For instance, at a “farmer, worker, trader” convention at Majra Pyau in Hisar district, Haryana, a speaker referred to a police attack on Gurnam Singh Chaduni, president of the BKU, Haryana, comparing it with the police lathicharge on freedom fighter Lala Lajpat Rai. Addressing the meeting, Chaduni declared: “Why should we fight? What has been snatched away from us? What is our struggle? What are the options that we have but to struggle?” He said that the freedom struggle had been fought by ordinary people, not by poonjipatis (capitalists): “Desh aap ne azaad karwaya (you are the ones who liberated the country).” He added: “For 60 years they [the Rashtriya Swayamsewak Sangh] didn’t unfurl the national flag on their office, and they teach us what is patriotism. …Tell me if any poonjipati has committed suicide. What was the use of the freedom struggle? Ek ghante 90 crore ki aamdani hai jisse poore kisanon ka karza maaf ho sakta hai (In one hour, the capitalists earn Rs.90 crore, which is equal to the entire farmer debt in the country). And it is this capitalist class that owes huge debts to banks.” He also mentioned that there was a “gap” that needed to be addressed—that farmers (landowners) had to get “our Dalit brothers” to join. He said that the Dalits wanted to join the protests but the onus was on the upper castes to get them. “We have to go to them,” he stressed.

Also read: Farmers dig their heels in at protest sites on Delhi’s borders

The Hisar public meeting ended with a reminder to the public that the fight was between “the janta and the corporates”. In village after village, at every mahapanchayat, people were told that the protests at the borders had to be sustained by a roster system. Villagers were told to “make committees in every village and set up a system of participation by rotation”.

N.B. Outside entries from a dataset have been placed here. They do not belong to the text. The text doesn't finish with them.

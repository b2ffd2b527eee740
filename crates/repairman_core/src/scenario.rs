//! Scenario setup: validate parameters, spawn machines and repairmen, insert resources.

use bevy_ecs::prelude::World;
use serde::{Deserialize, Serialize};
use tracing::debug;

use crate::clock::SimulationClock;
use crate::distributions::{ExponentialVariates, VariateSource, Variates};
use crate::ecs::{
    EngineFault, FailedMachines, IdleRepairmen, Machine, Population, RepairProgress, Repairman,
    StopAtMachinesFixed,
};
use crate::error::{ensure_positive_rate, SimError};
use crate::profiling::EventMetrics;
use crate::statistics::StateStatistics;
use crate::telemetry::SimTelemetry;

const DEFAULT_STOP_AT_MACHINES_FIXED: u64 = 100_000;
const DEFAULT_FAILURE_RATE: f64 = 0.4;
const DEFAULT_REPAIR_RATE: f64 = 0.6;
const DEFAULT_MACHINES: usize = 4;
const DEFAULT_REPAIRMEN: usize = 1;

/// Parameters for building a scenario.
#[derive(Debug, Clone, PartialEq, Serialize, Deserialize)]
#[serde(default, deny_unknown_fields)]
pub struct ScenarioParams {
    pub num_machines: usize,
    pub num_repairmen: usize,
    /// Machine failure rate (lambda).
    pub failure_rate: f64,
    /// Repair rate per repairman (mu).
    pub repair_rate: f64,
    /// The run stops after this many completed repairs.
    pub stop_at_machines_fixed: u64,
    /// Random seed for reproducibility (optional; if None, seeds from entropy).
    pub seed: Option<u64>,
    /// Keep a [SimTelemetry] log of every completed repair.
    pub record_repairs: bool,
}

impl Default for ScenarioParams {
    fn default() -> Self {
        Self {
            num_machines: DEFAULT_MACHINES,
            num_repairmen: DEFAULT_REPAIRMEN,
            failure_rate: DEFAULT_FAILURE_RATE,
            repair_rate: DEFAULT_REPAIR_RATE,
            stop_at_machines_fixed: DEFAULT_STOP_AT_MACHINES_FIXED,
            seed: None,
            record_repairs: false,
        }
    }
}

impl ScenarioParams {
    pub fn with_seed(mut self, seed: u64) -> Self {
        self.seed = Some(seed);
        self
    }

    pub fn with_machines(mut self, machines: usize) -> Self {
        self.num_machines = machines;
        self
    }

    pub fn with_repairmen(mut self, repairmen: usize) -> Self {
        self.num_repairmen = repairmen;
        self
    }

    /// Failure rate (lambda) and repair rate (mu).
    pub fn with_rates(mut self, failure_rate: f64, repair_rate: f64) -> Self {
        self.failure_rate = failure_rate;
        self.repair_rate = repair_rate;
        self
    }

    pub fn with_stop_at_machines_fixed(mut self, target: u64) -> Self {
        self.stop_at_machines_fixed = target;
        self
    }

    pub fn with_repair_log(mut self, enabled: bool) -> Self {
        self.record_repairs = enabled;
        self
    }

    pub fn validate(&self) -> Result<(), SimError> {
        if self.num_machines == 0 {
            return Err(SimError::invalid("num_machines", "must be > 0"));
        }
        if self.num_repairmen == 0 {
            return Err(SimError::invalid(
                "num_repairmen",
                "must be > 0; with no repairmen no machine is ever fixed",
            ));
        }
        if self.stop_at_machines_fixed == 0 {
            return Err(SimError::invalid("stop_at_machines_fixed", "must be > 0"));
        }
        ensure_positive_rate("failure_rate", self.failure_rate)?;
        ensure_positive_rate("repair_rate", self.repair_rate)?;
        Ok(())
    }
}

/// Build a scenario that draws exponential intervals from `params.seed`.
pub fn build_scenario(world: &mut World, params: ScenarioParams) -> Result<(), SimError> {
    params.validate()?;
    let variates = ExponentialVariates::new(params.failure_rate, params.repair_rate, params.seed)?;
    build_scenario_with_variates(world, params, variates)
}

/// Build a scenario around a caller-provided variate source (e.g. a fixed script).
///
/// Machines are spawned operational but without failure events; call
/// [crate::runner::initialize_simulation] before running. Repairmen join the
/// idle line in spawn order.
pub fn build_scenario_with_variates(
    world: &mut World,
    params: ScenarioParams,
    variates: impl VariateSource + 'static,
) -> Result<(), SimError> {
    params.validate()?;

    world.insert_resource(SimulationClock::default());
    world.insert_resource(Variates::new(variates));
    world.insert_resource(FailedMachines::default());
    world.insert_resource(RepairProgress::default());
    world.insert_resource(StopAtMachinesFixed(params.stop_at_machines_fixed));
    world.insert_resource(Population {
        machines: params.num_machines,
        repairmen: params.num_repairmen,
    });
    world.insert_resource(StateStatistics::new(
        params.num_machines,
        params.num_repairmen,
    ));
    world.insert_resource(EngineFault::default());
    world.insert_resource(EventMetrics::default());
    if params.record_repairs {
        world.insert_resource(SimTelemetry::default());
    }

    for id in 0..params.num_machines {
        world.spawn(Machine::new(id));
    }

    let mut idle = IdleRepairmen::default();
    for id in 0..params.num_repairmen {
        idle.0.push_back(world.spawn(Repairman::new(id)).id());
    }
    world.insert_resource(idle);

    debug!(
        machines = params.num_machines,
        repairmen = params.num_repairmen,
        failure_rate = params.failure_rate,
        repair_rate = params.repair_rate,
        stop_at = params.stop_at_machines_fixed,
        "scenario built"
    );
    Ok(())
}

All farmer leaders stress that the farmers have no quarrel with the police or the local administration, but that they would not allow BJP leaders or any of their supporters to campaign among farmers. Chaduni reminded the crowds at the Hisar meeting: “They beat us, put up barricades. We broke five barricades to reach Delhi. There are 35 cases against the farmer leaders, including cases under IPC 307. Those who do not allow us to do rallies or spray water cannons on us and file cases—should we allow them to enter the villages? Any brother who has not stood with us and contests elections, do not vote for him.” He added that brotherhood was important and that the Dalit brethren were needed in the movement. He concluded with: “Sadbhavana banane ki zaroorat hai [There is a need to create goodwill]. We appeal to them to have a photo of Sir Chhotu Ram in their homes and to the upper castes to place Babasaheb Ambedkar’s photo in theirs.” Similarly, at a mahapanchayat meeting in Rudrapur, Uttarakhand, where the entire leadership of the SKM was present, all the farmer leaders reminded their audience that it was a dharma yudh.

Amra Ram, vice-president of the Rajasthan unit of the All India Kisan Sabha (AIKS), told Frontline: “There was some despondency after the January 26 events. But people realised that there was a conspiracy to defame the farmers. After the Ghazipur events happened, and there was an attempt to forcibly remove the protesters, including Rakesh Tikait, from there, things changed. In fact, there has been an expansion of support after January 26. The mahapanchayats are drawing huge crowds, and in Uttar Pradesh, we’ve managed to reach as far as Ballia in Eastern Uttar Pradesh. The crowds everywhere are beyond the expectations of those organising the mahapanchayats. In Rajasthan alone, we’ve had a dozen mahapanchayats with huge participation.”

Amra Ram was returning to the Shahjahanpur border after one such meeting at Nagaur, Rajasthan. He said that in the eastern parts of Rajasthan, otherwise known for conflicts between the two dominant communities of the Gujjars and the Meenas, the resistance against the farm laws had brought these communities together. He said: “They came to the Shahjahanpur border to support the farmers’ protest with food and other material. It is as if the differences never existed.”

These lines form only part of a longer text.